_Prompt_
Where does the word "Range" occur in the data below? Copy each line that holds it.

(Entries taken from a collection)
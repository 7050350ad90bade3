//! Fatal-condition routing for the three-operation surface.
//!
//! The three-operation ABI has no way to return an error, so device and
//! codec faults and out-of-order calls are fatal. By default a fatal
//! condition is logged and the process exits with status 1. A host (or a
//! test harness) can install a handler to intercept it instead; when the
//! handler returns, the failing call returns without producing output.

use std::ffi::{c_char, CString};
use std::sync::Mutex;

use crate::status::SwirlStatus;

/// Callback receiving the status code and a NUL-terminated diagnostic.
/// The message pointer is valid only for the duration of the call.
pub type SwirlFatalHandler = extern "C" fn(status: i32, message: *const c_char);

static HANDLER: Mutex<Option<SwirlFatalHandler>> = Mutex::new(None);

/// A fatal condition waiting to be raised.
#[derive(Clone, Debug, PartialEq, Eq)]
pub(crate) struct Fatal {
    pub status: SwirlStatus,
    pub message: String,
}

impl Fatal {
    pub fn new(status: SwirlStatus, message: impl Into<String>) -> Self {
        Self {
            status,
            message: message.into(),
        }
    }
}

impl From<swirl_engine::PipelineError> for Fatal {
    fn from(e: swirl_engine::PipelineError) -> Self {
        Self::new(SwirlStatus::from(&e), e.to_string())
    }
}

/// Report a fatal condition from `op`.
///
/// Must not be called with any library lock held: the handler may call
/// back into the ABI.
pub(crate) fn raise(op: &'static str, fatal: Fatal) {
    tracing::error!(op, status = fatal.status as i32, "{}", fatal.message);
    let handler = HANDLER.lock().map(|h| *h).unwrap_or_else(|p| *p.into_inner());
    match handler {
        Some(handler) => {
            let text = format!("{op}: {}", fatal.message).replace('\0', " ");
            let c_text = CString::new(text).unwrap_or_default();
            handler(fatal.status as i32, c_text.as_ptr());
        }
        None => std::process::exit(1),
    }
}

/// Install `handler` for fatal conditions, or restore the default
/// (log and exit) with `NULL`.
#[allow(unsafe_code)]
#[no_mangle]
pub extern "C" fn swirl_set_fatal_handler(handler: Option<SwirlFatalHandler>) -> i32 {
    ffi_guard!({
        *ffi_lock!(HANDLER) = handler;
        SwirlStatus::Ok as i32
    })
}
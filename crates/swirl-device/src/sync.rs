//! Fault-detection disciplines applied after each kernel dispatch.
//!
//! [`StrictSync`] drains the device after every dispatch so an execution
//! fault is attributed to the call that caused it. [`DeferredSync`] only
//! polls the launch status, letting the host run ahead of the device;
//! execution faults then surface at the next synchronization point,
//! typically the readback that precedes rasterization.

use std::fmt;

use crate::device::ComputeDevice;
use crate::error::DeviceError;

/// Which discipline a [`Dispatcher`](crate::Dispatcher) applies.
#[derive(Clone, Copy, Debug, PartialEq, Eq, Hash)]
pub enum SyncMode {
    /// Synchronize after every dispatch.
    Strict,
    /// Check launch status only.
    Deferred,
}

impl SyncMode {
    /// The mode selected at build time: `Strict` with the `strict-sync`
    /// feature, `Deferred` otherwise.
    pub const fn build_default() -> Self {
        if cfg!(feature = "strict-sync") {
            Self::Strict
        } else {
            Self::Deferred
        }
    }

    /// The strategy object implementing this mode.
    pub fn strategy(self) -> Box<dyn SyncStrategy> {
        match self {
            Self::Strict => Box::new(StrictSync),
            Self::Deferred => Box::new(DeferredSync),
        }
    }
}

impl Default for SyncMode {
    fn default() -> Self {
        Self::build_default()
    }
}

impl fmt::Display for SyncMode {
    fn fmt(&self, f: &mut fmt::Formatter<'_>) -> fmt::Result {
        match self {
            Self::Strict => write!(f, "strict"),
            Self::Deferred => write!(f, "deferred"),
        }
    }
}

/// Post-dispatch check run by the [`Dispatcher`](crate::Dispatcher).
pub trait SyncStrategy: Send + Sync + fmt::Debug {
    /// The mode this strategy implements.
    fn mode(&self) -> SyncMode;

    /// Check the device after a kernel has been enqueued.
    fn after_dispatch(&self, device: &mut dyn ComputeDevice) -> Result<(), DeviceError>;
}

/// Synchronize after every dispatch.
#[derive(Clone, Copy, Debug, Default)]
pub struct StrictSync;

impl SyncStrategy for StrictSync {
    fn mode(&self) -> SyncMode {
        SyncMode::Strict
    }

    fn after_dispatch(&self, device: &mut dyn ComputeDevice) -> Result<(), DeviceError> {
        device.last_error()?;
        device.synchronize()
    }
}

/// Poll the last error and return without waiting.
#[derive(Clone, Copy, Debug, Default)]
pub struct DeferredSync;

impl SyncStrategy for DeferredSync {
    fn mode(&self) -> SyncMode {
        SyncMode::Deferred
    }

    fn after_dispatch(&self, device: &mut dyn ComputeDevice) -> Result<(), DeviceError> {
        device.last_error()
    }
}
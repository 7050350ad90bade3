//! The unit of work a compute device executes.

use crate::error::DeviceError;
use crate::memory::{BufferId, DeviceMemory};

/// A device-side pass over one or more buffers.
///
/// A kernel names every buffer it touches in [`bindings`](Kernel::bindings)
/// so the device can reject a launch against freed memory before queueing
/// it. [`run`](Kernel::run) executes on the device's own thread; it may fan
/// out across the device's worker pool but must leave memory in a
/// consistent state when it returns, error or not.
pub trait Kernel: Send + Sync + 'static {
    /// Kernel name used in diagnostics.
    fn name(&self) -> &'static str;

    /// Buffers read or written by this kernel.
    fn bindings(&self) -> Vec<BufferId>;

    /// Execute against device memory.
    fn run(&self, memory: &mut DeviceMemory) -> Result<(), DeviceError>;
}
use std::collections::TryReserveError;
use std::fmt::Display;

use thiserror::Error;

/// The border row a gate was expected in.
#[derive(Copy, Clone, Debug, Eq, PartialEq)]
pub enum Border {
    Top,
    Bottom,
}

impl Display for Border {
    fn fmt(&self, f: &mut std::fmt::Formatter<'_>) -> std::fmt::Result {
        write!(
            f,
            "{}",
            match self {
                Border::Top => "top",
                Border::Bottom => "bottom",
            }
        )
    }
}

/// Everything that can terminate a solve attempt.
///
/// All variants are terminal: the pipeline aborts the remaining stages and
/// drops whatever partial state it had built. The input raster is only ever
/// mutated after a complete path has been reconstructed.
#[derive(Debug, Error, Eq, PartialEq)]
pub enum SolveError {
    /// A scanned border row contained no open pixel.
    #[error("no gate in the {0} border row")]
    NoGate(Border),

    /// A scanned border row contained more than one open pixel.
    #[error("multiple gates in the {0} border row")]
    MultipleGates(Border),

    /// The gates lie in disconnected regions of the maze.
    #[error("no path connects the start gate to the end gate")]
    NoPath,

    /// An allocation failed while building the graph or searching it.
    #[error("out of memory")]
    OutOfMemory,
}

impl From<TryReserveError> for SolveError {
    fn from(_: TryReserveError) -> Self {
        SolveError::OutOfMemory
    }
}
use std::ops::Range;

use serde::{Deserialize, Serialize};

use crate::error::{Border, SolveError};
use crate::raster::Raster;

/// The two openings of the maze, as linear pixel indices.
///
/// The start gate lies in the first row, the end gate in the last; by
/// construction they can never coincide.
#[derive(Copy, Clone, Debug, Eq, PartialEq, Serialize, Deserialize)]
pub struct Gates {
    pub start: usize,
    pub end: usize,
}

/// Scan the top and bottom border rows for the unique open pixel in each.
///
/// Any other count of open pixels in a scanned row is a malformed maze and
/// fails with [`SolveError::NoGate`] or [`SolveError::MultipleGates`]. Pure
/// read, no side effects.
pub fn locate_gates<M: Raster>(maze: &M) -> Result<Gates, SolveError> {
    if maze.width() == 0 || maze.height() < 2 {
        return Err(SolveError::NoGate(Border::Top));
    }

    let start = find_gate(maze, 0..maze.width(), Border::Top)?;
    let end = find_gate(
        maze,
        maze.width() * (maze.height() - 1)..maze.pixels(),
        Border::Bottom,
    )?;

    log::debug!("start gate pixel: {start}, end gate pixel: {end}");

    Ok(Gates { start, end })
}

fn find_gate<M: Raster>(
    maze: &M,
    pixels: Range<usize>,
    border: Border,
) -> Result<usize, SolveError> {
    let mut gate = None;

    for pixel in pixels {
        if maze.is_open(pixel) {
            if gate.is_some() {
                return Err(SolveError::MultipleGates(border));
            }
            gate = Some(pixel);
        }
    }

    gate.ok_or(SolveError::NoGate(border))
}

#[cfg(test)]
mod test {
    use super::*;
    use crate::raster::GridRaster;

    #[test]
    fn finds_the_unique_opening_in_each_border_row() {
        let maze: GridRaster = "\
X XXX
X   X
XXX X"
            .parse()
            .unwrap();

        let gates = locate_gates(&maze).unwrap();
        assert_eq!(gates, Gates { start: 1, end: 13 });
    }

    #[test]
    fn closed_border_row_is_an_error() {
        let maze: GridRaster = "\
XXXXX
X   X
XXX X"
            .parse()
            .unwrap();

        assert_eq!(locate_gates(&maze), Err(SolveError::NoGate(Border::Top)));
    }

    #[test]
    fn two_openings_in_one_row_is_an_error() {
        let maze: GridRaster = "\
X XXX
X   X
X X X"
            .parse()
            .unwrap();

        assert_eq!(
            locate_gates(&maze),
            Err(SolveError::MultipleGates(Border::Bottom))
        );
    }

    #[test]
    fn degenerate_rasters_fail_gate_detection() {
        let maze: GridRaster = "X X".parse().unwrap();

        assert_eq!(locate_gates(&maze), Err(SolveError::NoGate(Border::Top)));
    }
}
use image::{DynamicImage, Rgb, RgbImage};

use crate::raster::{Cell, Raster};

/// Colour written over path pixels.
const PATH_COLOUR: Rgb<u8> = Rgb([255, 0, 0]);

/// A [`Raster`] backed by an RGB pixel buffer loaded through the `image`
/// crate. Row padding, headers and file formats are the codec's business;
/// this type only classifies and recolours pixels.
#[derive(Clone, Debug)]
pub struct ImageRaster {
    img: RgbImage,
}

impl ImageRaster {
    /// Consume the raster and hand back the pixel buffer, e.g. for saving.
    pub fn into_inner(self) -> RgbImage {
        self.img
    }
}

impl Raster for ImageRaster {
    fn width(&self) -> usize {
        self.img.width() as usize
    }

    fn height(&self) -> usize {
        self.img.height() as usize
    }

    fn classify(&self, pixel: usize) -> Cell {
        let col = (pixel % self.width()) as u32;
        let row = (pixel / self.width()) as u32;

        let p = self.img.get_pixel(col, row);

        if p.0[0] < 128 {
            Cell::Wall
        } else {
            Cell::Open
        }
    }

    fn paint(&mut self, pixel: usize) {
        let col = (pixel % self.width()) as u32;
        let row = (pixel / self.width()) as u32;

        self.img.put_pixel(col, row, PATH_COLOUR);
    }
}

pub fn parse_img(img: &DynamicImage) -> Result<ImageRaster, anyhow::Error> {
    if img.width() == 0 || img.height() == 0 {
        return Err(anyhow::anyhow!("image has no pixels"));
    }

    Ok(ImageRaster {
        img: img.to_rgb8(),
    })
}

#[cfg(test)]
mod test {
    use super::*;

    fn two_by_two() -> ImageRaster {
        let mut img = RgbImage::new(2, 2);
        img.put_pixel(0, 0, Rgb([0, 0, 0]));
        img.put_pixel(1, 0, Rgb([255, 255, 255]));
        img.put_pixel(0, 1, Rgb([40, 40, 40]));
        img.put_pixel(1, 1, Rgb([200, 200, 200]));

        parse_img(&DynamicImage::ImageRgb8(img)).unwrap()
    }

    #[test]
    fn classification_thresholds_the_red_channel() {
        let maze = two_by_two();

        assert_eq!(maze.classify(0), Cell::Wall);
        assert_eq!(maze.classify(1), Cell::Open);
        assert_eq!(maze.classify(2), Cell::Wall);
        assert_eq!(maze.classify(3), Cell::Open);
    }

    #[test]
    fn paint_overwrites_only_the_given_pixel() {
        let mut maze = two_by_two();
        maze.paint(1);

        let img = maze.into_inner();
        assert_eq!(img.get_pixel(1, 0), &PATH_COLOUR);
        assert_eq!(img.get_pixel(0, 0), &Rgb([0, 0, 0]));
        assert_eq!(img.get_pixel(1, 1), &Rgb([200, 200, 200]));
    }

    #[test]
    fn parse_rejects_empty_images() {
        let img = DynamicImage::ImageRgb8(RgbImage::new(0, 0));
        assert!(parse_img(&img).is_err());
    }
}
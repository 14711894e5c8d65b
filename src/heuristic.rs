use crate::error::SolveError;
use crate::gates::Gates;
use crate::raster::Raster;

/// Manhattan distance to the end gate, precomputed per pixel.
///
/// On a 4-connected grid with unit move cost this is an admissible and
/// consistent estimate, which is what lets the informed search keep its
/// early exit and still return a true shortest path.
#[derive(Debug)]
pub struct HeuristicTable {
    values: Vec<usize>,
}

impl HeuristicTable {
    /// Fill the table for every interior open pixel. Border pixels other
    /// than the gates are never open, and the gates' own estimates are never
    /// read: the start enters the frontier with key 0 and discovering the
    /// end stops the search.
    pub fn manhattan<M: Raster>(maze: &M, gates: &Gates) -> Result<Self, SolveError> {
        let mut values = Vec::new();
        values.try_reserve(maze.pixels())?;
        values.resize(maze.pixels(), 0);

        let end_row = maze.row_of(gates.end);
        let end_col = maze.col_of(gates.end);

        for row in 1..maze.height() - 1 {
            for col in 1..maze.width() - 1 {
                let pixel = row * maze.width() + col;

                if maze.is_open(pixel) {
                    values[pixel] = end_row.abs_diff(row) + end_col.abs_diff(col);
                }
            }
        }

        Ok(Self { values })
    }

    pub fn estimate(&self, pixel: usize) -> usize {
        self.values[pixel]
    }
}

_Response box_
use std::ops::Range;
    pixels: Range<usize>,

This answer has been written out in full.